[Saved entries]
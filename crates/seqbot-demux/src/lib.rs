use anyhow::{anyhow, Context, Result};
use clap::Parser;
use std::fs;
use std::path::{Path, PathBuf};
use std::process::Command;
use std::sync::mpsc;
use std::thread;
use std::time::Duration;
use tracing::{debug, info, warn};
use walkdir::WalkDir;

use seqbot_core::{ensure_dir, log_command, retry_command, s3_join, CommandRunner};

pub const BCL2FASTQ: &str = "bcl2fastq";
pub const BATCH_JOB_ID_ENV: &str = "AWS_BATCH_JOB_ID";
pub const S3_LOG_DIR: &str = "s3://jamestwebber-logs/bcl2fastq_logs/";
pub const UNDETERMINED_PREFIX: &str = "Undetermined";
pub const SAMPLE_INTERVAL: Duration = Duration::from_secs(90);

/// Download a sequencing run, demultiplex it with bcl2fastq, and push
/// the fastqs and reports back to S3.
#[derive(Debug, Parser)]
#[command(name = "seqbot-demux", version, about)]
pub struct DemuxArgs {
    /// Experiment id, e.g. 180817_M05295_0001_000000000
    #[arg(long = "exp_id")]
    pub exp_id: String,

    #[arg(long = "s3_input_dir", default_value = "s3://czbiohub-seqbot/bcl")]
    pub s3_input_dir: String,

    #[arg(long = "s3_output_dir", default_value = "s3://czbiohub-seqbot/fastqs")]
    pub s3_output_dir: String,

    #[arg(long = "s3_report_dir", default_value = "s3://czbiohub-seqbot/reports")]
    pub s3_report_dir: String,

    #[arg(
        long = "s3_sample_sheet_dir",
        default_value = "s3://czbiohub-seqbot/sample-sheets"
    )]
    pub s3_sample_sheet_dir: String,

    /// Move each sample's fastqs into a per-sample subdirectory
    #[arg(long = "star_structure")]
    pub star_structure: bool,

    /// Extra options passed through to bcl2fastq
    #[arg(
        long = "bcl2fastq_options",
        default_value = "--no-lane-splitting",
        allow_hyphen_values = true
    )]
    pub bcl2fastq_options: String,

    /// Delete fastqs for reads that couldn't be assigned to a sample
    #[arg(long = "skip_undetermined")]
    pub skip_undetermined: bool,

    /// Defaults to <exp_id>.csv
    #[arg(long = "sample_sheet_name")]
    pub sample_sheet_name: Option<String>,

    /// Local working directory; namespaced by the batch job id when set
    #[arg(long = "root_dir", default_value = "/mnt")]
    pub root_dir: PathBuf,
}

impl DemuxArgs {
    pub fn sample_sheet_name(&self) -> String {
        self.sample_sheet_name
            .clone()
            .unwrap_or_else(|| format!("{}.csv", self.exp_id))
    }
}

/// Local directory layout for one run.
#[derive(Debug)]
pub struct RunPaths {
    pub result: PathBuf,
    pub bcl: PathBuf,
    pub fastqs: PathBuf,
}

pub fn run_paths(root: &Path, batch_job_id: Option<&str>, exp_id: &str) -> RunPaths {
    let root = match batch_job_id {
        Some(id) => root.join(id),
        None => root.to_path_buf(),
    };
    let result = root.join("data").join("hca").join(exp_id);
    RunPaths {
        bcl: result.join("bcl"),
        fastqs: result.join("fastqs"),
        result,
    }
}

/// Periodic memory/disk usage reporter. Runs on its own thread and logs
/// a sample every interval; dropping the handle stops the thread at its
/// next wakeup and joins it, on both the success and the error path.
pub struct ResourceSampler {
    stop: mpsc::Sender<()>,
    handle: Option<thread::JoinHandle<()>>,
}

impl ResourceSampler {
    pub fn start(interval: Duration, mount: &str) -> Result<Self> {
        let (stop, wakeup) = mpsc::channel::<()>();
        let mount = mount.to_string();
        let handle = thread::Builder::new()
            .name("resource-sampler".to_string())
            .spawn(move || loop {
                sample_usage(&mount);
                match wakeup.recv_timeout(interval) {
                    Err(mpsc::RecvTimeoutError::Timeout) => continue,
                    _ => break,
                }
            })
            .context("failed to spawn the resource sampler thread")?;
        Ok(Self {
            stop,
            handle: Some(handle),
        })
    }
}

impl Drop for ResourceSampler {
    fn drop(&mut self) {
        let _ = self.stop.send(());
        if let Some(handle) = self.handle.take() {
            let _ = handle.join();
        }
    }
}

// cgroup v1 first, then the v2 location.
const MEMORY_USAGE_PATHS: [&str; 2] = [
    "/sys/fs/cgroup/memory/memory.usage_in_bytes",
    "/sys/fs/cgroup/memory.current",
];

fn sample_usage(mount: &str) {
    for path in MEMORY_USAGE_PATHS {
        if let Ok(raw) = fs::read_to_string(path) {
            info!("memory usage {}", raw.trim());
            break;
        }
    }
    if let Ok(output) = Command::new("df").arg("-h").output() {
        let stdout = String::from_utf8_lossy(&output.stdout);
        for line in stdout.lines().filter(|l| l.contains(mount)) {
            info!("disk usage {}", line);
        }
    }
}

/// Sample name for a paired-end fastq file name, if it follows the
/// `<sample>_R[12]_001.fastq.gz` convention.
pub fn sample_for_fastq(name: &str) -> Option<&str> {
    for suffix in ["_R1_001.fastq.gz", "_R2_001.fastq.gz"] {
        if let Some(sample) = name.strip_suffix(suffix) {
            if !sample.is_empty() {
                return Some(sample);
            }
        }
    }
    None
}

fn list_fastqs(output_path: &Path) -> Result<Vec<PathBuf>> {
    let mut fastqs = Vec::new();
    let entries = fs::read_dir(output_path)
        .with_context(|| format!("failed to list {}", output_path.display()))?;
    for entry in entries {
        let entry = entry?;
        let name = entry.file_name();
        if entry.file_type()?.is_file() && name.to_string_lossy().ends_with("fastq.gz") {
            fastqs.push(entry.path());
        }
    }
    fastqs.sort();
    Ok(fastqs)
}

/// Fix the directory structure of the produced fastqs before the sync.
/// With `skip_undetermined`, unassigned-read files are deleted; with
/// `star_structure`, each remaining sample file moves into a per-sample
/// subdirectory. Files that don't follow the naming convention stay put
/// with a warning.
pub fn reorganize_output(
    output_path: &Path,
    skip_undetermined: bool,
    star_structure: bool,
) -> Result<()> {
    let fastqs = list_fastqs(output_path)?;
    debug!(
        "all fastq.gz files\n{}",
        fastqs
            .iter()
            .map(|p| p.display().to_string())
            .collect::<Vec<_>>()
            .join("\n")
    );

    for fastq in fastqs {
        let name = fastq
            .file_name()
            .map(|n| n.to_string_lossy().to_string())
            .unwrap_or_default();
        if skip_undetermined && name.starts_with(UNDETERMINED_PREFIX) {
            info!("removing {}", name);
            fs::remove_file(&fastq)
                .with_context(|| format!("failed to remove {}", fastq.display()))?;
        } else if star_structure && !name.starts_with(UNDETERMINED_PREFIX) {
            match sample_for_fastq(&name) {
                Some(sample) => {
                    let sample_dir = output_path.join(sample);
                    if !sample_dir.exists() {
                        debug!("creating {}", sample_dir.display());
                        fs::create_dir(&sample_dir).with_context(|| {
                            format!("failed to create {}", sample_dir.display())
                        })?;
                    }
                    debug!("moving {}", fastq.display());
                    fs::rename(&fastq, sample_dir.join(&name))
                        .with_context(|| format!("failed to move {}", fastq.display()))?;
                }
                None => warn!("name didn't match the sample pattern: {}", fastq.display()),
            }
        }
    }
    Ok(())
}

/// First `Reports/html/<flowcell>/all/all/all` directory under the
/// fastq output dir.
pub fn find_report_dir(output_path: &Path) -> Result<PathBuf> {
    let html = output_path.join("Reports").join("html");
    let mut candidates: Vec<PathBuf> = WalkDir::new(&html)
        .min_depth(1)
        .max_depth(1)
        .into_iter()
        .filter_map(|e| e.ok())
        .filter(|e| e.file_type().is_dir())
        .map(|e| e.path().join("all").join("all").join("all"))
        .filter(|p| p.is_dir())
        .collect();
    candidates.sort();
    candidates
        .into_iter()
        .next()
        .ok_or_else(|| anyhow!("no report directory under {}", html.display()))
}

fn argv(parts: &[&str]) -> Vec<String> {
    parts.iter().map(|s| s.to_string()).collect()
}

/// The whole run: download, demultiplex, reorganize, upload. Strictly
/// linear; every S3 transfer retries up to the shared bound and the
/// demultiplexer itself is never retried.
pub fn run_demux(
    args: &DemuxArgs,
    batch_job_id: Option<&str>,
    runner: &mut dyn CommandRunner,
) -> Result<()> {
    let sheet_name = args.sample_sheet_name();
    let paths = run_paths(&args.root_dir, batch_job_id, &args.exp_id);
    ensure_dir(&paths.result)?;
    ensure_dir(&paths.bcl)?;

    let result_dir = paths.result.display().to_string();
    let bcl_dir = paths.bcl.display().to_string();
    let fastq_dir = paths.fastqs.display().to_string();

    let sheet_uri = s3_join(&args.s3_sample_sheet_dir, &[sheet_name.as_str()]);
    retry_command(
        runner,
        &argv(&["aws", "s3", "cp", sheet_uri.as_str(), result_dir.as_str()]),
        "download sample sheet",
        &sheet_uri,
    )?;

    let input_uri = s3_join(&args.s3_input_dir, &[args.exp_id.as_str()]);
    retry_command(
        runner,
        &argv(&["aws", "s3", "sync", input_uri.as_str(), bcl_dir.as_str()]),
        "sync bcl",
        &input_uri,
    )?;

    let _sampler = ResourceSampler::start(SAMPLE_INTERVAL, "/mnt")?;

    let sheet_path = paths.result.join(&sheet_name).display().to_string();
    let mut bcl2fastq: Vec<String> = vec![BCL2FASTQ.to_string()];
    bcl2fastq.extend(args.bcl2fastq_options.split_whitespace().map(String::from));
    bcl2fastq.extend(argv(&[
        "--sample-sheet",
        sheet_path.as_str(),
        "-R",
        bcl_dir.as_str(),
        "-o",
        fastq_dir.as_str(),
    ]));
    log_command(runner, &bcl2fastq)?;

    reorganize_output(&paths.fastqs, args.skip_undetermined, args.star_structure)?;

    let rawdata_uri = s3_join(&args.s3_output_dir, &[args.exp_id.as_str(), "rawdata"]);
    retry_command(
        runner,
        &argv(&[
            "aws",
            "s3",
            "sync",
            fastq_dir.as_str(),
            rawdata_uri.as_str(),
            "--exclude",
            "*",
            "--include",
            "*fastq.gz",
        ]),
        "sync fastqs",
        &rawdata_uri,
    )?;

    log_command(
        runner,
        &argv(&["aws", "s3", "ls", "--recursive", rawdata_uri.as_str()]),
    )?;

    let reports_path = find_report_dir(&paths.fastqs)?.display().to_string();
    let report_uri = s3_join(&args.s3_report_dir, &[args.exp_id.as_str()]);
    retry_command(
        runner,
        &argv(&[
            "aws",
            "s3",
            "cp",
            reports_path.as_str(),
            report_uri.as_str(),
            "--recursive",
        ]),
        "cp reports",
        &report_uri,
    )?;

    Ok(())
}

/// Upload the run's own log file to the fixed log store. Called on both
/// the success and the failure path; the caller is expected not to let
/// a failure here mask the run's result.
pub fn upload_run_log(runner: &mut dyn CommandRunner, log_file: &Path) -> Result<()> {
    let log_path = log_file.display().to_string();
    let cp = argv(&["aws", "s3", "cp", log_path.as_str(), S3_LOG_DIR]);
    log_command(runner, &cp)?;
    Ok(())
}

### EXERCISE
Among the records above, find the lines where the word "subdirectory" appears and copy them.

### OUTPUT BELOW
    /// Move each sample's fastqs into a per-sample subdirectory
/// subdirectory. Files that don't follow the naming convention stay put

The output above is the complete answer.